(DATASET ENTRIES begins)

//! Catalog behaviour against a real Postgres schema.
//!
//! Needs `DATABASE_URL`; run with `--features postgres-tests`.
#![cfg(feature = "postgres-tests")]

use anyhow::Result;
use sqlx::PgPool;
use vellum_core::PostgresCatalog;
use vellum_core::model::{
    ContentItemFilters, ContentItemQuery, ContentItemSortKey, MediaAssetFilters,
    MediaAssetQuery, MediaAssetSortKey, MediaAssetStatus, MediaKind,
    NewContentItem, OrganizationID, OwnerID, OwnershipScope, PublicationStatus,
    ReadyRendition, SortDirection,
};
use vellum_core::CatalogError;

#[path = "support/mod.rs"]
mod support;

use support::{CatalogHarness, rendition};

#[sqlx::test(migrator = "vellum_core::MIGRATOR")]
async fn media_readiness_gates_publish(pool: PgPool) -> Result<()> {
    let harness = CatalogHarness::postgres(pool);
    let owner = OwnerID::new();
    let scope = OwnershipScope::personal(owner);
    let content = &harness.services.content;

    let asset = harness.upload(owner, MediaKind::Video).await?;
    let item = harness.video(&scope, "lesson-1", asset.id).await?;

    assert!(matches!(
        content.publish(item.id, owner).await,
        Err(CatalogError::MediaNotReady {
            status: Some(MediaAssetStatus::Uploading),
            ..
        })
    ));

    harness.start_transcoding(asset.id, owner).await?;
    let ready = harness
        .services
        .media_assets
        .mark_ready(asset.id, rendition(), owner)
        .await?;
    assert_eq!(ready.width, Some(1920));
    assert!(ready.ready_at.is_some());

    let published = content.publish(item.id, owner).await?;
    assert_eq!(published.publication_status, PublicationStatus::Published);
    let again = content.publish(item.id, owner).await?;
    assert_eq!(again.published_at, published.published_at);

    let details = content.get(item.id, owner).await?;
    assert_eq!(details.media_asset.map(|a| a.id), Some(asset.id));
    Ok(())
}

#[sqlx::test(migrator = "vellum_core::MIGRATOR")]
async fn zero_length_rendition_is_accepted_by_the_schema(pool: PgPool) -> Result<()> {
    let harness = CatalogHarness::postgres(pool);
    let owner = OwnerID::new();

    let asset = harness.upload(owner, MediaKind::Audio).await?;
    harness.start_transcoding(asset.id, owner).await?;
    let ready = harness
        .services
        .media_assets
        .mark_ready(
            asset.id,
            ReadyRendition::new("hls/sting/master.m3u8", "waveforms/sting.png", 0),
            owner,
        )
        .await?;
    assert_eq!(ready.status, MediaAssetStatus::Ready);
    assert_eq!(ready.duration_seconds, Some(0));
    Ok(())
}

#[sqlx::test(migrator = "vellum_core::MIGRATOR")]
async fn slug_index_follows_scope_and_soft_delete(pool: PgPool) -> Result<()> {
    let harness = CatalogHarness::postgres(pool);
    let owner = OwnerID::new();
    let personal = OwnershipScope::personal(owner);
    let org = OwnershipScope::organization(owner, OrganizationID::new());
    let content = &harness.services.content;

    let first = harness.written(&personal, "Intro", "intro").await?;
    let clash = content
        .create(NewContentItem::written("Intro", "intro"), &personal)
        .await;
    assert!(matches!(clash, Err(CatalogError::SlugConflict { .. })));

    harness.written(&org, "Intro", "intro").await?;

    content.soft_delete(first.id, owner).await?;
    harness.written(&personal, "Intro v2", "intro").await?;
    Ok(())
}

#[sqlx::test(migrator = "vellum_core::MIGRATOR")]
async fn concurrent_creates_leave_one_row(pool: PgPool) -> Result<()> {
    let harness = CatalogHarness::postgres(pool);
    let scope = OwnershipScope::personal(OwnerID::new());

    let attempts = (0..6).map(|n| {
        let content = harness.services.content.clone();
        async move {
            content
                .create(
                    NewContentItem::written(format!("Take {n}"), "launch"),
                    &scope,
                )
                .await
        }
    });
    let results = futures::future::join_all(attempts).await;

    let created = results.iter().filter(|r| r.is_ok()).count();
    assert_eq!(created, 1);
    assert!(
        results
            .iter()
            .filter_map(|r| r.as_ref().err())
            .all(|e| matches!(e, CatalogError::SlugConflict { .. }))
    );
    Ok(())
}

#[sqlx::test(migrator = "vellum_core::MIGRATOR")]
async fn listing_matches_scope_filters_and_order(pool: PgPool) -> Result<()> {
    let harness = CatalogHarness::postgres(pool);
    let owner = OwnerID::new();
    let scope = OwnershipScope::personal(owner);
    let content = &harness.services.content;

    for (title, slug, tag) in [
        ("Beta 100%", "beta", "rust"),
        ("alpha", "alpha", "rust"),
        ("Gamma", "gamma", "go"),
    ] {
        let mut input = NewContentItem::written(title, slug);
        input.tags = vec![tag.to_string()];
        content.create(input, &scope).await?;
    }
    harness
        .written(&OwnershipScope::personal(OwnerID::new()), "Beta 100%", "beta")
        .await?;

    let rust = content
        .list(
            &scope,
            &ContentItemQuery::new()
                .with_filters(ContentItemFilters {
                    tag: Some("rust".into()),
                    ..ContentItemFilters::default()
                })
                .sorted_by(ContentItemSortKey::Title, SortDirection::Ascending),
        )
        .await?;
    assert_eq!(rust.total, 2);
    let titles: Vec<_> = rust.items.iter().map(|i| i.title.as_str()).collect();
    assert_eq!(titles, ["Beta 100%", "alpha"]);

    let literal = content
        .list(
            &scope,
            &ContentItemQuery::new().with_filters(ContentItemFilters {
                search: Some("100%".into()),
                ..ContentItemFilters::default()
            }),
        )
        .await?;
    assert_eq!(literal.total, 1);

    let wildcard_only = content
        .list(
            &scope,
            &ContentItemQuery::new().with_filters(ContentItemFilters {
                search: Some("%".into()),
                ..ContentItemFilters::default()
            }),
        )
        .await?;
    assert_eq!(wildcard_only.total, 1);

    let past_end = content
        .list(&scope, &ContentItemQuery::new().page(3, 2))
        .await?;
    assert!(past_end.items.is_empty());
    assert_eq!(past_end.total, 3);
    assert_eq!(past_end.total_pages, 2);
    Ok(())
}

#[sqlx::test(migrator = "vellum_core::MIGRATOR")]
async fn asset_listing_sorts_nulls_last(pool: PgPool) -> Result<()> {
    let harness = CatalogHarness::postgres(pool);
    let owner = OwnerID::new();
    let assets = &harness.services.media_assets;

    let pending = harness.upload(owner, MediaKind::Video).await?;
    let ready = harness.ready_asset(owner, MediaKind::Video).await?;
    harness.upload(owner, MediaKind::Audio).await?;

    let by_ready = assets
        .list(
            owner,
            &MediaAssetQuery::new()
                .with_filters(MediaAssetFilters {
                    kind: Some(MediaKind::Video),
                    ..MediaAssetFilters::default()
                })
                .sorted_by(MediaAssetSortKey::ReadyAt, SortDirection::Descending),
        )
        .await?;
    let ids: Vec<_> = by_ready.items.iter().map(|a| a.id).collect();
    assert_eq!(ids, [ready.id, pending.id]);

    assets.soft_delete(ready.id, owner).await?;
    let remaining = assets.list(owner, &MediaAssetQuery::new()).await?;
    assert_eq!(remaining.total, 2);
    Ok(())
}

#[sqlx::test(migrator = "vellum_core::MIGRATOR")]
async fn pool_reports_health(pool: PgPool) -> Result<()> {
    let catalog = PostgresCatalog::from_pool(pool);
    catalog.ping().await?;
    let stats = catalog.pool_stats();
    assert!(stats.size >= stats.idle);
    Ok(())
}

(DATASET ENTRIES ends)

WHAT YOU ARE ASKED TO DO: Write out the data a second time, exactly the same.

RESPONSE AREA:
//! Catalog behaviour against a real Postgres schema.
//!
//! Needs `DATABASE_URL`; run with `--features postgres-tests`.
#![cfg(feature = "postgres-tests")]

use anyhow::Result;
use sqlx::PgPool;
use vellum_core::PostgresCatalog;
use vellum_core::model::{
    ContentItemFilters, ContentItemQuery, ContentItemSortKey, MediaAssetFilters,
    MediaAssetQuery, MediaAssetSortKey, MediaAssetStatus, MediaKind,
    NewContentItem, OrganizationID, OwnerID, OwnershipScope, PublicationStatus,
    ReadyRendition, SortDirection,
};
use vellum_core::CatalogError;

#[path = "support/mod.rs"]
mod support;

use support::{CatalogHarness, rendition};

#[sqlx::test(migrator = "vellum_core::MIGRATOR")]
async fn media_readiness_gates_publish(pool: PgPool) -> Result<()> {
    let harness = CatalogHarness::postgres(pool);
    let owner = OwnerID::new();
    let scope = OwnershipScope::personal(owner);
    let content = &harness.services.content;

    let asset = harness.upload(owner, MediaKind::Video).await?;
    let item = harness.video(&scope, "lesson-1", asset.id).await?;

    assert!(matches!(
        content.publish(item.id, owner).await,
        Err(CatalogError::MediaNotReady {
            status: Some(MediaAssetStatus::Uploading),
            ..
        })
    ));

    harness.start_transcoding(asset.id, owner).await?;
    let ready = harness
        .services
        .media_assets
        .mark_ready(asset.id, rendition(), owner)
        .await?;
    assert_eq!(ready.width, Some(1920));
    assert!(ready.ready_at.is_some());

    let published = content.publish(item.id, owner).await?;
    assert_eq!(published.publication_status, PublicationStatus::Published);
    let again = content.publish(item.id, owner).await?;
    assert_eq!(again.published_at, published.published_at);

    let details = content.get(item.id, owner).await?;
    assert_eq!(details.media_asset.map(|a| a.id), Some(asset.id));
    Ok(())
}

#[sqlx::test(migrator = "vellum_core::MIGRATOR")]
async fn zero_length_rendition_is_accepted_by_the_schema(pool: PgPool) -> Result<()> {
    let harness = CatalogHarness::postgres(pool);
    let owner = OwnerID::new();

    let asset = harness.upload(owner, MediaKind::Audio).await?;
    harness.start_transcoding(asset.id, owner).await?;
    let ready = harness
        .services
        .media_assets
        .mark_ready(
            asset.id,
            ReadyRendition::new("hls/sting/master.m3u8", "waveforms/sting.png", 0),
            owner,
        )
        .await?;
    assert_eq!(ready.status, MediaAssetStatus::Ready);
    assert_eq!(ready.duration_seconds, Some(0));
    Ok(())
}

#[sqlx::test(migrator = "vellum_core::MIGRATOR")]
async fn slug_index_follows_scope_and_soft_delete(pool: PgPool) -> Result<()> {
    let harness = CatalogHarness::postgres(pool);
    let owner = OwnerID::new();
    let personal = OwnershipScope::personal(owner);
    let org = OwnershipScope::organization(owner, OrganizationID::new());
    let content = &harness.services.content;

    let first = harness.written(&personal, "Intro", "intro").await?;
    let clash = content
        .create(NewContentItem::written("Intro", "intro"), &personal)
        .await;
    assert!(matches!(clash, Err(CatalogError::SlugConflict { .. })));

    harness.written(&org, "Intro", "intro").await?;

    content.soft_delete(first.id, owner).await?;
    harness.written(&personal, "Intro v2", "intro").await?;
    Ok(())
}

#[sqlx::test(migrator = "vellum_core::MIGRATOR")]
async fn concurrent_creates_leave_one_row(pool: PgPool) -> Result<()> {
    let harness = CatalogHarness::postgres(pool);
    let scope = OwnershipScope::personal(OwnerID::new());

    let attempts = (0..6).map(|n| {
        let content = harness.services.content.clone();
        async move {
            content
                .create(
                    NewContentItem::written(format!("Take {n}"), "launch"),
                    &scope,
                )
                .await
        }
    });
    let results = futures::future::join_all(attempts).await;

    let created = results.iter().filter(|r| r.is_ok()).count();
    assert_eq!(created, 1);
    assert!(
        results
            .iter()
            .filter_map(|r| r.as_ref().err())
            .all(|e| matches!(e, CatalogError::SlugConflict { .. }))
    );
    Ok(())
}

#[sqlx::test(migrator = "vellum_core::MIGRATOR")]
async fn listing_matches_scope_filters_and_order(pool: PgPool) -> Result<()> {
    let harness = CatalogHarness::postgres(pool);
    let owner = OwnerID::new();
    let scope = OwnershipScope::personal(owner);
    let content = &harness.services.content;

    for (title, slug, tag) in [
        ("Beta 100%", "beta", "rust"),
        ("alpha", "alpha", "rust"),
        ("Gamma", "gamma", "go"),
    ] {
        let mut input = NewContentItem::written(title, slug);
        input.tags = vec![tag.to_string()];
        content.create(input, &scope).await?;
    }
    harness
        .written(&OwnershipScope::personal(OwnerID::new()), "Beta 100%", "beta")
        .await?;

    let rust = content
        .list(
            &scope,
            &ContentItemQuery::new()
                .with_filters(ContentItemFilters {
                    tag: Some("rust".into()),
                    ..ContentItemFilters::default()
                })
                .sorted_by(ContentItemSortKey::Title, SortDirection::Ascending),
        )
        .await?;
    assert_eq!(rust.total, 2);
    let titles: Vec<_> = rust.items.iter().map(|i| i.title.as_str()).collect();
    assert_eq!(titles, ["Beta 100%", "alpha"]);

    let literal = content
        .list(
            &scope,
            &ContentItemQuery::new().with_filters(ContentItemFilters {
                search: Some("100%".into()),
                ..ContentItemFilters::default()
            }),
        )
        .await?;
    assert_eq!(literal.total, 1);

    let wildcard_only = content
        .list(
            &scope,
            &ContentItemQuery::new().with_filters(ContentItemFilters {
                search: Some("%".into()),
                ..ContentItemFilters::default()
            }),
        )
        .await?;
    assert_eq!(wildcard_only.total, 1);

    let past_end = content
        .list(&scope, &ContentItemQuery::new().page(3, 2))
        .await?;
    assert!(past_end.items.is_empty());
    assert_eq!(past_end.total, 3);
    assert_eq!(past_end.total_pages, 2);
    Ok(())
}

#[sqlx::test(migrator = "vellum_core::MIGRATOR")]
async fn asset_listing_sorts_nulls_last(pool: PgPool) -> Result<()> {
    let harness = CatalogHarness::postgres(pool);
    let owner = OwnerID::new();
    let assets = &harness.services.media_assets;

    let pending = harness.upload(owner, MediaKind::Video).await?;
    let ready = harness.ready_asset(owner, MediaKind::Video).await?;
    harness.upload(owner, MediaKind::Audio).await?;

    let by_ready = assets
        .list(
            owner,
            &MediaAssetQuery::new()
                .with_filters(MediaAssetFilters {
                    kind: Some(MediaKind::Video),
                    ..MediaAssetFilters::default()
                })
                .sorted_by(MediaAssetSortKey::ReadyAt, SortDirection::Descending),
        )
        .await?;
    let ids: Vec<_> = by_ready.items.iter().map(|a| a.id).collect();
    assert_eq!(ids, [ready.id, pending.id]);

    assets.soft_delete(ready.id, owner).await?;
    let remaining = assets.list(owner, &MediaAssetQuery::new()).await?;
    assert_eq!(remaining.total, 2);
    Ok(())
}

#[sqlx::test(migrator = "vellum_core::MIGRATOR")]
async fn pool_reports_health(pool: PgPool) -> Result<()> {
    let catalog = PostgresCatalog::from_pool(pool);
    catalog.ping().await?;
    let stats = catalog.pool_stats();
    assert!(stats.size >= stats.idle);
    Ok(())
}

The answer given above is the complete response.